Over the course of the past several years, major players in the search engine game, including Google and Bing, have been working to improve and upgrade their algorithms and machine learning processes in order to improve the end-user’s experience. To do so, search engines have started to write logic and incorporate machine learning algorithms into their larger algorithms. That allows an algorithm to be refined according to user behavior metrics.
How are algorithms being refined in accordance with user behavior metrics? Well, search engines are now weigh user experience metrics more heavily, including time on site, bounce rate, pages per visit, return visitor rates, and conversions. Powerful algorithms are now able to use these metrics to ascertain whether or not a user is getting what he or she wants from a website, and then refine future search results accordingly. The idea is to improve user experience
“Search engines are no longer kidding around when it comes to search experience on both desktops and mobile,” explains Mitul Gandhi, the co-founder of SEOClarity. “Besides their mobile usabilility factors, Google continues to focus on improving the search experience on mobile devices with the release of AMP Pages—their tool to allow web designers to build super fast pages for mobile devices. At the same time, Apple is rumored to be building their entire Apple Search algorithm based on the actions of mobile users, based on their massive mobile phone market share.”

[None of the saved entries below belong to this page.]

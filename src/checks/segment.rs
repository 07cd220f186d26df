//! Segment-level checks.
//!
//! These walk a contour's segments with the previous on-curve point as the
//! segment start, so the first segment of a closed contour starts at the
//! contour's last on-curve point.

use std::collections::BTreeMap;

use kurbo::{BezPath, CubicBez, Line, ParamCurve, Point};
use ordered_float::OrderedFloat;
use serde::Serialize;

use crate::config::CheckConfig;
use crate::contour::{ContourView, SegmentKind};
use crate::font::FontInfo;
use crate::geom::{
    angle, handle_ray, line_curve_intersection, line_length, line_line_intersection,
    ray_through_point,
};

/// Points near a vertical metric, keyed by the metric value they miss.
pub type MetricHits = BTreeMap<OrderedFloat<f64>, Vec<Point>>;

/// A curve whose handle lines cross.
#[derive(Debug, Clone, PartialEq, Serialize)]
pub struct CrossedHandle {
    /// The curve, with the crossed handle replaced by the crossing point
    /// for indirect hits.
    pub points: [Point; 4],
    pub intersection: Point,
}

/// A curve whose handles do unequal amounts of work.
#[derive(Debug, Clone, PartialEq, Serialize)]
#[serde(rename_all = "camelCase")]
pub struct UnevenHandle {
    pub off1: Point,
    pub off2: Point,
    /// Closed region between the first handle and the curve.
    pub off1_shape: BezPath,
    /// Closed region between the second handle and the curve.
    pub off2_shape: BezPath,
}

/// Every cubic segment of the contour, joined to its start point.
fn cubics(contour: &dyn ContourView) -> Vec<CubicBez> {
    let mut curves = Vec::new();
    let Some(mut start) = contour.segment(-1).map(|s| s.on_curve) else {
        return curves;
    };
    for segment in contour.segments() {
        if let Some((h1, h2)) = segment.handles() {
            curves.push(CubicBez::new(start, h1, h2, segment.on_curve));
        }
        start = segment.on_curve;
    }
    curves
}

// ── Straight lines ──────────────────────────────────────────

/// Lines that are a few units off horizontal or vertical.
pub fn angle_near_miss(contour: &dyn ContourView, config: &CheckConfig) -> Vec<(Point, Point)> {
    let mut found: Vec<(Point, Point)> = Vec::new();
    let Some(mut prev) = contour.segment(-1).map(|s| s.on_curve) else {
        return found;
    };
    let near = |delta: f64| delta > 0.0 && delta <= config.near_miss_max;
    for segment in contour.segments() {
        let point = segment.on_curve;
        if segment.kind == SegmentKind::Line {
            let x = (prev.x - point.x).abs();
            let y = (prev.y - point.y).abs();
            let off_vertical = near(x) && prev.y != point.y;
            let off_horizontal = near(y) && prev.x != point.x;
            if (off_vertical || off_horizontal) && !found.contains(&(prev, point)) {
                found.push((prev, point));
            }
        }
        prev = point;
    }
    found
}

// ── Vertical metrics ────────────────────────────────────────

/// Top and bottom `(bottom, top)` zones from blue values and metrics.
pub fn vertical_zones(info: &FontInfo) -> (Vec<(f64, f64)>, Vec<(f64, f64)>) {
    let mut top = zone_pairs(&info.blue_values);
    let mut bottom = zone_pairs(&info.other_blues);
    // The baseline overshoot zone lives in blueValues but guards the bottom.
    if let Some(&(b, t)) = top.first() {
        if b <= 0.0 && t == 0.0 {
            bottom.push(top.remove(0));
        }
    }
    let top_metrics = [info.x_height, info.cap_height, info.ascender];
    for value in top_metrics.into_iter().flatten() {
        add_metric_zone(&mut top, value);
    }
    for value in info.descender.into_iter().chain([0.0]) {
        add_metric_zone(&mut bottom, value);
    }
    (top, bottom)
}

fn zone_pairs(blues: &[f64]) -> Vec<(f64, f64)> {
    if blues.len() % 2 != 0 {
        return Vec::new();
    }
    blues.chunks_exact(2).map(|pair| (pair[0], pair[1])).collect()
}

fn add_metric_zone(zones: &mut Vec<(f64, f64)>, value: f64) {
    if !zones.iter().any(|&(b, t)| b <= value && t >= value) {
        zones.push((value, value));
    }
}

/// Extreme points that sit just outside a vertical metric or blue zone.
pub fn points_near_vertical_metrics(
    contour: &dyn ContourView,
    info: &FontInfo,
    config: &CheckConfig,
) -> MetricHits {
    let mut found = MetricHits::new();
    let n = contour.len();
    if n < 3 {
        return found;
    }
    let (top_zones, bottom_zones) = vertical_zones(info);
    let threshold = config.metrics_zone_threshold;
    let zone_edge = |y: f64, (b, t): (f64, f64)| {
        if y > t && (t - y).abs() <= threshold {
            Some(t)
        } else if y < b && (b - y).abs() <= threshold {
            Some(b)
        } else {
            None
        }
    };

    for index in 0..n as isize {
        let (Some(prev), Some(segment), Some(next)) = (
            contour.segment(index - 1),
            contour.segment(index),
            contour.segment(index + 1),
        ) else {
            continue;
        };
        let pt = segment.on_curve;
        let (py, ny) = (prev.on_curve.y, next.on_curve.y);

        if pt.y >= py && pt.y >= ny {
            for zone in &top_zones {
                if let Some(edge) = zone_edge(pt.y, *zone) {
                    if contour.contains(Point::new(pt.x, pt.y - 1.0)) {
                        add_hit(&mut found, edge, pt);
                    }
                }
            }
        }
        if pt.y <= py && pt.y <= ny {
            for zone in &bottom_zones {
                if let Some(edge) = zone_edge(pt.y, *zone) {
                    if contour.contains(Point::new(pt.x, pt.y + 1.0)) {
                        add_hit(&mut found, edge, pt);
                    }
                }
            }
        }
    }
    for points in found.values_mut() {
        points.sort_by(|a, b| a.x.total_cmp(&b.x).then(a.y.total_cmp(&b.y)));
    }
    found
}

fn add_hit(found: &mut MetricHits, edge: f64, pt: Point) {
    let points = found.entry(OrderedFloat(edge)).or_default();
    if !points.contains(&pt) {
        points.push(pt);
    }
}

// ── Curves ──────────────────────────────────────────────────

/// Smooth points whose handles do not line up, as (in, anchor, out).
pub fn unsmooth_smooths(contour: &dyn ContourView, config: &CheckConfig) -> Vec<(Point, Point, Point)> {
    let mut found = Vec::new();
    let Some(mut prev) = contour.segment(-1) else {
        return found;
    };
    let places = Some(config.unsmooth_angle_precision);
    for segment in contour.segments() {
        if let (Some((_, in_handle)), Some((out_handle, _))) = (prev.handles(), segment.handles()) {
            if prev.smooth {
                let anchor = prev.on_curve;
                if angle(in_handle, anchor, places) != angle(anchor, out_handle, places) {
                    found.push((in_handle, anchor, out_handle));
                }
            }
        }
        prev = segment;
    }
    found
}

/// Curves whose chord crosses the handle-to-handle line, implying an S.
pub fn complex_curves(contour: &dyn ContourView) -> Vec<[Point; 4]> {
    cubics(contour)
        .into_iter()
        .filter(|c| line_line_intersection(Line::new(c.p0, c.p3), Line::new(c.p1, c.p2)).is_some())
        .map(|c| [c.p0, c.p1, c.p2, c.p3])
        .collect()
}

Furthermore, search engines are also mining data from people using their Internet browsers, such as Google Chrome, Microsoft Edge (previously Internet Explorer), and Apple Safari. These browsers are sending user behavior data back to their creators—data that can be used to further refine algorithms. The bottom line is that we will likely see the development of increasingly sophisticated search engine algorithms that will not only improve user experience, but also will also radically change the SEO game.